Firn's core idea is a three-tier storage hierarchy. Data lives permanently on S3, but queries are served from the fastest available tier:

TierBacked byLatencyRole
L1: RAMfoyer in-memory cachesub-microsecondHottest queries, configurable size
L2: NVMefoyer disk cachemicrosecondsOverflow from RAM tier, larger capacity
L3: Object storageLanceDB on S3/MinIO/R2milliseconds to secondsSource of truth, unlimited capacity, near-zero idle cost

The cache stores complete, serialised query result sets. When a query hits the cache, zero bytes are read from S3. When it misses, the result is fetched from S3 and stored in the cache for future use.

Query path

Every query follows this exact sequence:

  1. Hash the query. The full QueryRequest (vector, k, nprobes, text) is serialised with bincode and hashed with xxh3 to produce a deterministic QueryHash.
  2. Build the cache key. The key is a tuple of (namespace, generation, query_hash). The generation counter ensures stale results are never returned after a write.
  3. Check foyer. The HybridCache checks RAM first, then NVMe. On a hit, the serialised result is returned and a cache_hits_total metric is recorded.
  4. On miss: query S3. LanceDB runs the query against the Lance table on S3 (vector nearest-neighbour, BM25 FTS, or hybrid). The result is serialised with bincode and stored in foyer. A cache_misses_total and s3_requests_total metric are recorded.
  5. Return the result. The query duration (cache hit or miss) is recorded in the query_duration_seconds histogram.

Write path

Writes follow a strict ordering to prevent stale cache state:

  1. Append to S3. Rows are appended to the namespace's Lance table via LanceDB's native append API.
  2. Invalidate the cache. Only after the S3 write succeeds, the namespace's generation counter is atomically incremented. This makes all previously cached entries for that namespace unreachable by key.
  3. Record metrics. write_duration_seconds and s3_requests_total{operation=upsert} are updated.
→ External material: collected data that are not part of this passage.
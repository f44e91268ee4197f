use thiserror::Error;

use crate::model::TaskKind;

/// Errors surfaced to the user as a modal dialog.
#[derive(Error, Debug)]
pub enum AppError {
    #[error("Please enter a video URL")]
    MissingUrl,
    #[error("No formats available. Please fetch formats first.")]
    NoFormatsFetched,
    #[error("No format selected. Please choose a resolution first.")]
    MissingFormat,
    #[error("Please select a download folder")]
    MissingOutputDir,
    #[error("No suitable MP4 formats found!")]
    NoSuitableFormats,
    #[error("yt-dlp not found. Install it, set TUBE_TO_MP4_YTDLP, or place it in assets/")]
    ExtractorNotFound,
    #[error("yt-dlp failed: {0}")]
    Extractor(String),
    #[error("Could not read yt-dlp output: {0}")]
    Parse(#[from] serde_json::Error),
    #[error("{0}")]
    Io(#[from] std::io::Error),
    #[error("A {0} is already running")]
    Busy(TaskKind),
}
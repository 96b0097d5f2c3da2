//! Integration tests for associating clients with cars and navigating both ways

use chrono::{TimeZone, Utc};
use junction_foundation::ErrorKind;
use junction_storage::{AssociationSchema, Attributes, CarId, ClientId, IS_RENTED, Store};
use proptest::prelude::*;

fn models(store: &Store, client: ClientId) -> Vec<String> {
    store
        .cars_for_client(client)
        .unwrap()
        .into_iter()
        .map(|c| c.model)
        .collect()
}

fn names(store: &Store, car: CarId) -> Vec<Option<String>> {
    store
        .clients_for_car(car)
        .unwrap()
        .into_iter()
        .map(|c| c.fullname)
        .collect()
}

// =============================================================================
// Join Table
// =============================================================================

#[test]
fn client_without_associations_has_no_cars() {
    let (store, john) = Store::new(AssociationSchema::join_table())
        .unwrap()
        .create_client(Some("John Doe"))
        .unwrap();
    assert!(store.cars_for_client(john).unwrap().is_empty());
}

#[test]
fn unknown_client_navigation_is_row_not_found() {
    let store = Store::new(AssociationSchema::join_table()).unwrap();
    let err = store.cars_for_client(ClientId::from(1)).unwrap_err();
    assert!(matches!(err.kind, ErrorKind::RowNotFound { .. }));
}

#[test]
fn cars_come_back_in_association_order() {
    let store = Store::new(AssociationSchema::join_table()).unwrap();
    let (store, john) = store.create_client(Some("John Doe")).unwrap();
    let (store, tesla) = store.create_car("Tesla Model S").unwrap();
    let (store, ferrari) = store.create_car("Ferrari 458").unwrap();
    let (store, _) = store.associate(john, ferrari, &Attributes::new()).unwrap();
    let (store, _) = store.associate(john, tesla, &Attributes::new()).unwrap();

    assert_eq!(models(&store, john), vec!["Ferrari 458", "Tesla Model S"]);
}

#[test]
fn same_pair_twice_creates_two_rows() {
    let store = Store::new(AssociationSchema::join_table()).unwrap();
    let (store, john) = store.create_client(Some("John Doe")).unwrap();
    let (store, tesla) = store.create_car("Tesla Model S").unwrap();
    let (store, a) = store.associate(john, tesla, &Attributes::new()).unwrap();
    let (store, b) = store.associate(john, tesla, &Attributes::new()).unwrap();

    assert_ne!(a, b);
    assert_eq!(store.association_count(), 2);
    assert_eq!(models(&store, john).len(), 2);
}

#[test]
fn failed_associate_leaves_store_unchanged() {
    let store = Store::new(AssociationSchema::rental()).unwrap();
    let (store, john) = store.create_client(Some("John Doe")).unwrap();
    let (store, tesla) = store.create_car("Tesla Model S").unwrap();

    let before = store.clone();
    let err = store
        .associate(john, tesla, &Attributes::new().with(IS_RENTED, "yes"))
        .unwrap_err();

    assert!(matches!(err.kind, ErrorKind::TypeMismatch { .. }));
    assert_eq!(store, before);
}

#[test]
fn rental_rows_keep_their_own_timestamp() {
    let first = Utc.with_ymd_and_hms(2024, 1, 20, 12, 0, 0).unwrap();
    let second = Utc.with_ymd_and_hms(2024, 1, 21, 8, 15, 0).unwrap();

    let store = Store::new(AssociationSchema::rental()).unwrap();
    let (store, john) = store.create_client(Some("John Doe")).unwrap();
    let (store, tesla) = store.create_car("Tesla Model S").unwrap();
    let attrs = Attributes::new().with(IS_RENTED, true);
    let (store, a) = store.associate_at(john, tesla, &attrs, first).unwrap();
    let (store, b) = store.associate_at(john, tesla, &attrs, second).unwrap();

    assert_eq!(store.association(a).unwrap().rented_time(), Some(first));
    assert_eq!(store.association(b).unwrap().rented_time(), Some(second));
}

// =============================================================================
// Foreign Key
// =============================================================================

#[test]
fn foreign_key_car_follows_latest_client() {
    let store = Store::new(AssociationSchema::foreign_key()).unwrap();
    let (store, john) = store.create_client(Some("John Doe")).unwrap();
    let (store, jane) = store.create_client(Some("Jane Doe")).unwrap();
    let (store, tesla) = store.create_car("Tesla Model S").unwrap();

    let (store, _) = store.associate(john, tesla, &Attributes::new()).unwrap();
    assert_eq!(names(&store, tesla), vec![Some("John Doe".to_string())]);

    let (store, _) = store.associate(jane, tesla, &Attributes::new()).unwrap();
    assert_eq!(names(&store, tesla), vec![Some("Jane Doe".to_string())]);
    assert!(models(&store, john).is_empty());
    assert_eq!(store.car(tesla).unwrap().client_id, Some(jane));
}

#[test]
fn foreign_key_associations_view() {
    let store = Store::new(AssociationSchema::foreign_key()).unwrap();
    let (store, john) = store.create_client(Some("John Doe")).unwrap();
    let (store, _) = store.create_car("Tesla Model S").unwrap();
    let (store, ferrari) = store.create_car("Ferrari 458").unwrap();
    let (store, link) = store.associate(john, ferrari, &Attributes::new()).unwrap();

    let all = store.associations().unwrap();
    assert_eq!(all.len(), 1);
    assert_eq!(all[0].id, link);
    assert_eq!(all[0].car_id, ferrari);
    assert!(all[0].attributes.is_empty());
}

// =============================================================================
// Properties
// =============================================================================

proptest! {
    #[test]
    fn associate_is_visible_from_both_sides(
        pairs in proptest::collection::vec((0usize..4, 0usize..4), 1..24)
    ) {
        let mut store = Store::new(AssociationSchema::join_table()).unwrap();
        let mut clients = Vec::new();
        let mut cars = Vec::new();
        for i in 0..4 {
            let (next, client) = store.create_client(Some(format!("Client {i}").as_str())).unwrap();
            let (next, car) = next.create_car(&format!("Model {i}")).unwrap();
            store = next;
            clients.push(client);
            cars.push(car);
        }

        for (c, x) in &pairs {
            let (next, _) = store.associate(clients[*c], cars[*x], &Attributes::new()).unwrap();
            store = next;
        }

        for (c, x) in &pairs {
            let car_ids: Vec<_> = store.cars_for_client(clients[*c]).unwrap().iter().map(|car| car.id).collect();
            let client_ids: Vec<_> = store.clients_for_car(cars[*x]).unwrap().iter().map(|cl| cl.id).collect();
            prop_assert!(car_ids.contains(&cars[*x]));
            prop_assert!(client_ids.contains(&clients[*c]));
        }
        prop_assert_eq!(store.association_count(), pairs.len());
    }

    #[test]
    fn missing_client_never_creates_rows(missing in 2u64..1_000) {
        let store = Store::new(AssociationSchema::join_table()).unwrap();
        let (store, _) = store.create_client(None).unwrap();
        let (store, car) = store.create_car("Tesla Model S").unwrap();

        let err = store.associate(ClientId::from(missing), car, &Attributes::new()).unwrap_err();
        prop_assert!(err.is_referential_integrity());
        prop_assert_eq!(store.association_count(), 0);
    }
}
The "invalidate after confirmed write" ordering is critical: if the S3 write fails, the cache is left untouched with valid data. There is no window where the cache is empty and queries would storm S3.

Cache invalidation

Firn uses a generation counter strategy for cache invalidation. This was chosen after evaluating several alternatives.

How it works

A DashMap<NamespaceId, AtomicU64> tracks a generation number for each namespace. The foyer cache key includes the generation:

CacheKey {
    namespace: NamespaceId,
    generation: u64,
    query: QueryHash,
}

On any write to a namespace, the generation is atomically incremented. All previously cached entries (at the old generation) are now unreachable by key construction. foyer's normal LFU/LRU eviction reclaims their space over time.

Why this approach

PropertyValue
Invalidation costO(1) per write, regardless of cached query count
Auxiliary memoryOne u64 per namespace (not per cache entry)
Race conditionsNone. The generation is captured at query start, so a concurrent write cannot cause a stale result to be cached at the new generation.
Trade-offStale-generation entries remain in the cache until evicted by foyer. Under write-heavy workloads, the NVMe tier may hold unreachable entries temporarily.

Namespace isolation

Each namespace is a fully isolated unit:

Cross-namespace queries are not supported and return a 400 error.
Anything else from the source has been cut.